When you reach the line with "self.transition(current, next, signal)?;" in the listing below, transcribe it and each line after it up to and including the line with "fn route(&mut self, state: K, event: &E)", exactly and with nothing else.
(EXTRACTED RECORDS Opens)
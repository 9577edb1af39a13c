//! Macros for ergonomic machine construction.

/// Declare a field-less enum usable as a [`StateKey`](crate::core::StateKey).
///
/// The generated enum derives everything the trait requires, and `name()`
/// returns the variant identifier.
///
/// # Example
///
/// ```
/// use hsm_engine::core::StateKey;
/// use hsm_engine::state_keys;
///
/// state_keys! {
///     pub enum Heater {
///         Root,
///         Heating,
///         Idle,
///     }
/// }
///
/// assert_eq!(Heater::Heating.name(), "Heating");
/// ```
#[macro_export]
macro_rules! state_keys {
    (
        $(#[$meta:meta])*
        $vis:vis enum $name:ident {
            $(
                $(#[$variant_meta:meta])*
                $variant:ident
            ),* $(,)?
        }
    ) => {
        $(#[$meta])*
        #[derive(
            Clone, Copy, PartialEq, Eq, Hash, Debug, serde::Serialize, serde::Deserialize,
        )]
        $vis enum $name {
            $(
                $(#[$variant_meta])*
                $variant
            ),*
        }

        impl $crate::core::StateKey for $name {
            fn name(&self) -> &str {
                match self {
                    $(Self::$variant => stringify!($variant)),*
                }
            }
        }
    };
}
(EXTRACTED RECORDS Closes)
(EXTRACTED RECORDS Opens)
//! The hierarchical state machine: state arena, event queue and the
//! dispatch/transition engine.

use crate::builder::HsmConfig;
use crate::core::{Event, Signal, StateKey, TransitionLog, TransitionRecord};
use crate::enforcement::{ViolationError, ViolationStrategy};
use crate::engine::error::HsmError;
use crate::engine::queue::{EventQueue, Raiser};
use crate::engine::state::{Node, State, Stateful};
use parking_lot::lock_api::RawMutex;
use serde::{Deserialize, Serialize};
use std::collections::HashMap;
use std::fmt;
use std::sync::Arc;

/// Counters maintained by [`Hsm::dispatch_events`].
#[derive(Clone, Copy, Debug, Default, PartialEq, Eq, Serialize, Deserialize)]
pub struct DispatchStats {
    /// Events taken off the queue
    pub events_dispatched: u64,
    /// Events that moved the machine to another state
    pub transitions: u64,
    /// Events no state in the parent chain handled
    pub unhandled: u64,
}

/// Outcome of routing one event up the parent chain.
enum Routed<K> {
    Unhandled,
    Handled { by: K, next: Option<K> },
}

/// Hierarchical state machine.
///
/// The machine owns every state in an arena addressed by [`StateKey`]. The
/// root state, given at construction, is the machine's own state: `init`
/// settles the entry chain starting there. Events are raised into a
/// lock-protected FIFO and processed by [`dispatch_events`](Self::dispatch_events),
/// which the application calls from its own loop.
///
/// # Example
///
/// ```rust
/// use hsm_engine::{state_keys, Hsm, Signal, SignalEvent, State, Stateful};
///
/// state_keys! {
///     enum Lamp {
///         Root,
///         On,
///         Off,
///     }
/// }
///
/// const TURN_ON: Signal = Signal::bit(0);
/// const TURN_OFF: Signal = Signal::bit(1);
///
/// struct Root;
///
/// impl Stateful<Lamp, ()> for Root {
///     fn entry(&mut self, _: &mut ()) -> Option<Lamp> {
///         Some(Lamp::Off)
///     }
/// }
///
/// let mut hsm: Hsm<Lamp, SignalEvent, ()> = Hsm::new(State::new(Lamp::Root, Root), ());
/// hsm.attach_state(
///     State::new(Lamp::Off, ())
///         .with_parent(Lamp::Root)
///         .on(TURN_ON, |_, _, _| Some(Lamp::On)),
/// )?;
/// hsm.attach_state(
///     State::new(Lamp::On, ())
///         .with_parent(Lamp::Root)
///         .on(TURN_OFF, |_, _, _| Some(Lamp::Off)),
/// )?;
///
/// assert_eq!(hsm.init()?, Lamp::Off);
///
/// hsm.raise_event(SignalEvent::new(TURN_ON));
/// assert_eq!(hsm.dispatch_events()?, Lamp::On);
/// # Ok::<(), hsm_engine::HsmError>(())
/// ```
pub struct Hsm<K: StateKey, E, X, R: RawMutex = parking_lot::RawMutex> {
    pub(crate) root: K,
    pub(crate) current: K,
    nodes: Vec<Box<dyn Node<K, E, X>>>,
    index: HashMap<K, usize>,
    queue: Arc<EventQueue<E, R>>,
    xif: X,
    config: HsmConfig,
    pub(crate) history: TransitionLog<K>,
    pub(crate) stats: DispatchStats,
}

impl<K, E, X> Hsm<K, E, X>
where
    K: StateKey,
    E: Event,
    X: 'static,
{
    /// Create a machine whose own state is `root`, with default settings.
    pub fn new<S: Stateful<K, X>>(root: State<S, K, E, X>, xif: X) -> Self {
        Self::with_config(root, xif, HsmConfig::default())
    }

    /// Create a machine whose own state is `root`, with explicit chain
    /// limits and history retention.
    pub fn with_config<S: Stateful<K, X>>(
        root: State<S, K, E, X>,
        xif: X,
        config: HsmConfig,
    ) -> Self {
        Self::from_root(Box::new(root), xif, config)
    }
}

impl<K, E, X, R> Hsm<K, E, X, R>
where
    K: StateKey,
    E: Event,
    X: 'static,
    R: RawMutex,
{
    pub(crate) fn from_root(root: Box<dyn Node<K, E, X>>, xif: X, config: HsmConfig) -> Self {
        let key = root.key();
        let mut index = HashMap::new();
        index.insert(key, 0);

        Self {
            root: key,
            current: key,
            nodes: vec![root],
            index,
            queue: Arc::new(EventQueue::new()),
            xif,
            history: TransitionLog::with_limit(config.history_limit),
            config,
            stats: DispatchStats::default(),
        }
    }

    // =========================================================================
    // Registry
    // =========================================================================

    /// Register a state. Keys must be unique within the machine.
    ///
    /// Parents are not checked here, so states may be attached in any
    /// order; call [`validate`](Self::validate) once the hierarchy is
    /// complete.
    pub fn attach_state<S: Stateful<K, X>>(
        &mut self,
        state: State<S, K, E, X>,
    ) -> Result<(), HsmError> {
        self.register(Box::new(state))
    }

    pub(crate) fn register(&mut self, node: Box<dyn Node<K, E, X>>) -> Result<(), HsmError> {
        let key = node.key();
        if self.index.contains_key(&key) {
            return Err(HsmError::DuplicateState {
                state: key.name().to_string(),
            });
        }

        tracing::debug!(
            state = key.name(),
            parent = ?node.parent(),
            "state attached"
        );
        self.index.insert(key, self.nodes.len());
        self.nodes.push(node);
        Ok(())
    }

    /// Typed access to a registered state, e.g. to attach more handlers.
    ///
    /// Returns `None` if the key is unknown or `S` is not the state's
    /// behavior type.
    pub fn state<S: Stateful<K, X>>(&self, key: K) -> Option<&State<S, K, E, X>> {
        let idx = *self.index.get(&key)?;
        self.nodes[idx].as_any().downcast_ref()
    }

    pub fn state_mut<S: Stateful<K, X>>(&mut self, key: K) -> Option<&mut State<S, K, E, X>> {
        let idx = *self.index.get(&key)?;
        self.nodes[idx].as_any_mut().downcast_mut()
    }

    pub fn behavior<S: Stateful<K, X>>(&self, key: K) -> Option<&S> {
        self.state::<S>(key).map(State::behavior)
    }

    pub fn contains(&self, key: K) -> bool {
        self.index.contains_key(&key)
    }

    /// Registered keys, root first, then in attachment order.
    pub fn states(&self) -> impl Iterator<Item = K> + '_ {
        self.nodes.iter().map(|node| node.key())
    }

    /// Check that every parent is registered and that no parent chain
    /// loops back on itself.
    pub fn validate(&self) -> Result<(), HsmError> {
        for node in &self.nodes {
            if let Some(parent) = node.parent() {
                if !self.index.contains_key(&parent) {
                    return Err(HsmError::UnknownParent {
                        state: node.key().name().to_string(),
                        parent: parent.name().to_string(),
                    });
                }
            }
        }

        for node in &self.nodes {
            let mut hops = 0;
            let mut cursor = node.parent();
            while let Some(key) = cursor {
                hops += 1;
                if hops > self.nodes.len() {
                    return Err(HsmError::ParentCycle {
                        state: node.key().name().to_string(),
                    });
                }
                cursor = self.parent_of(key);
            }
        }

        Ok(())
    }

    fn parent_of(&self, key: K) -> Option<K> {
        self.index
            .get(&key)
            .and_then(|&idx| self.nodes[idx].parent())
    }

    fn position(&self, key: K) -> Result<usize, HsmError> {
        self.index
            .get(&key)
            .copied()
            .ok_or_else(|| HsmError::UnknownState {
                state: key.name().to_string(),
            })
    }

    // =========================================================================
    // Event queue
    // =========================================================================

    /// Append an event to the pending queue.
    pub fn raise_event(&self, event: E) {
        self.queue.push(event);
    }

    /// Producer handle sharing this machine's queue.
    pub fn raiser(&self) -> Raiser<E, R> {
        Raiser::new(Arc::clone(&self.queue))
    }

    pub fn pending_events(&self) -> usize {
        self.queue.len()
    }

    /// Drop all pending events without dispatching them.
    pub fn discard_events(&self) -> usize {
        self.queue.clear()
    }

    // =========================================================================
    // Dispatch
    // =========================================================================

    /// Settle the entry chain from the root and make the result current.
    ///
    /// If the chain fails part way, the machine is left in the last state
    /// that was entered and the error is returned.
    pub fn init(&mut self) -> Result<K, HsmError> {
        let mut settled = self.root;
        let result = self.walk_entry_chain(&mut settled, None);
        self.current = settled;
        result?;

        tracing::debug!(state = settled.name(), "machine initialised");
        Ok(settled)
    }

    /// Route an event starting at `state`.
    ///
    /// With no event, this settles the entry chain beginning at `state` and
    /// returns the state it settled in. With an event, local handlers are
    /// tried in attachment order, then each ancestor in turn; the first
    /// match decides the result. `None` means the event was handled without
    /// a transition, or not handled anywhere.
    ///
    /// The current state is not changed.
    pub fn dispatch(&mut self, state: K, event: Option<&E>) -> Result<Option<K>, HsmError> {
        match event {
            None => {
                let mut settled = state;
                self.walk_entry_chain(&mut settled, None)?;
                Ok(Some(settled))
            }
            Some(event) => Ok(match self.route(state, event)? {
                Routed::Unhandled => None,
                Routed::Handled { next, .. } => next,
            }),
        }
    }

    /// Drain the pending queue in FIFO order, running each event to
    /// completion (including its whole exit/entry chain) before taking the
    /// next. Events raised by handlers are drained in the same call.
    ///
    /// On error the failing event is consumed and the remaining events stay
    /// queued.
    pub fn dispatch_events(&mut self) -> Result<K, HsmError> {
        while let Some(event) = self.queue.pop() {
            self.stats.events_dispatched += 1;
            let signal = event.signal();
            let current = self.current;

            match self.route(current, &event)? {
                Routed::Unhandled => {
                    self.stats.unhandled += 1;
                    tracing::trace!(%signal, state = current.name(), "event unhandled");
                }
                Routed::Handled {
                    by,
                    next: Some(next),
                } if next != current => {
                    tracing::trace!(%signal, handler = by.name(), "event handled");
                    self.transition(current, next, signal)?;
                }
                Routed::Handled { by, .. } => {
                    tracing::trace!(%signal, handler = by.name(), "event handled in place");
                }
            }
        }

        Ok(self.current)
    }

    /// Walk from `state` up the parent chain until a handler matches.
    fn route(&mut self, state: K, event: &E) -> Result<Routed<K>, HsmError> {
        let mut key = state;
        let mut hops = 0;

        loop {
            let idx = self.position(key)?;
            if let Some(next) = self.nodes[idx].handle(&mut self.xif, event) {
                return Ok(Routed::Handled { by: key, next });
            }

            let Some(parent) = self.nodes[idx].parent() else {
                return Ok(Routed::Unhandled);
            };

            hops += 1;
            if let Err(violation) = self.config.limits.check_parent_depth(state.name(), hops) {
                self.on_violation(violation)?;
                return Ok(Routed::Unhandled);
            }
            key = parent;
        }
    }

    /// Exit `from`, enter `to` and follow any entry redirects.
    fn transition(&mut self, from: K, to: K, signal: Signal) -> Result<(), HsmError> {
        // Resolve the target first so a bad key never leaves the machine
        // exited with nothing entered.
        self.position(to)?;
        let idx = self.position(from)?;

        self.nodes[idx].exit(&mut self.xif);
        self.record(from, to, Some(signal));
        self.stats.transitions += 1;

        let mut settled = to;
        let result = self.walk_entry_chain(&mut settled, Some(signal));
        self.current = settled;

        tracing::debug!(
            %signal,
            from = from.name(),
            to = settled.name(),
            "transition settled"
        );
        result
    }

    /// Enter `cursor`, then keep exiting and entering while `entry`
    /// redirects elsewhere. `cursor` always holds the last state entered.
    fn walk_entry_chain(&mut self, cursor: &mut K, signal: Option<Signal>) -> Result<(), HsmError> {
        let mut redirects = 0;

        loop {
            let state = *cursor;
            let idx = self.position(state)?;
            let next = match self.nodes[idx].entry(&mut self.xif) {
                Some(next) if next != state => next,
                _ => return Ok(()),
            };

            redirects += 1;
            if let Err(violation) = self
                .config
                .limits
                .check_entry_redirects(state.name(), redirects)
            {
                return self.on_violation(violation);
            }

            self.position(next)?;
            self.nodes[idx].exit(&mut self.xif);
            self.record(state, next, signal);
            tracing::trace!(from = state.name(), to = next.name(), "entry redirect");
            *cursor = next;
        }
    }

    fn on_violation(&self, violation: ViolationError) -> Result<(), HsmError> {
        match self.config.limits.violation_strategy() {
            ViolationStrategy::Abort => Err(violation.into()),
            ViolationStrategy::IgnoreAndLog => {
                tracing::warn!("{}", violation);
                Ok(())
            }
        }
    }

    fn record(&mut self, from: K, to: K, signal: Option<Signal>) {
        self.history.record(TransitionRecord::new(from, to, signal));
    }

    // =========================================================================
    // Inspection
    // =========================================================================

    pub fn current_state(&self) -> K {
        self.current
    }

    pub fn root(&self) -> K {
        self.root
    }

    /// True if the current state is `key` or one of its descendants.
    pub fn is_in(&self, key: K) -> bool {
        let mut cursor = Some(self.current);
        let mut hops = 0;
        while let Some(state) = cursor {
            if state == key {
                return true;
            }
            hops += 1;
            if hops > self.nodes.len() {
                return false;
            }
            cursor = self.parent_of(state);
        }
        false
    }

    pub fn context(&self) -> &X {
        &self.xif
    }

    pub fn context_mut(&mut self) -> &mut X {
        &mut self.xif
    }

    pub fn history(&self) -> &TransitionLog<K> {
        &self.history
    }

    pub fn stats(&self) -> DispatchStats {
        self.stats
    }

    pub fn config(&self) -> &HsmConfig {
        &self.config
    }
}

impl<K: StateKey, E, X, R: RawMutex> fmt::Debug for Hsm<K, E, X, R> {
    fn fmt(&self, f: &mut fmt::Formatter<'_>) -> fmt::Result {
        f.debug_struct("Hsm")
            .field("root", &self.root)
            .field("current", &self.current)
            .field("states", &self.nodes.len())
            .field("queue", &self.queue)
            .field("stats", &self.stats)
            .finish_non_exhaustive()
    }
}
(EXTRACTED RECORDS Closes)
OUTPUT OF THE EXERCISE.
                    self.transition(current, next, signal)?;
                }
                Routed::Handled { by, .. } => {
                    tracing::trace!(%signal, handler = by.name(), "event handled in place");
                }
            }
        }

        Ok(self.current)
    }

    /// Walk from `state` up the parent chain until a handler matches.
    fn route(&mut self, state: K, event: &E) -> Result<Routed<K>, HsmError> {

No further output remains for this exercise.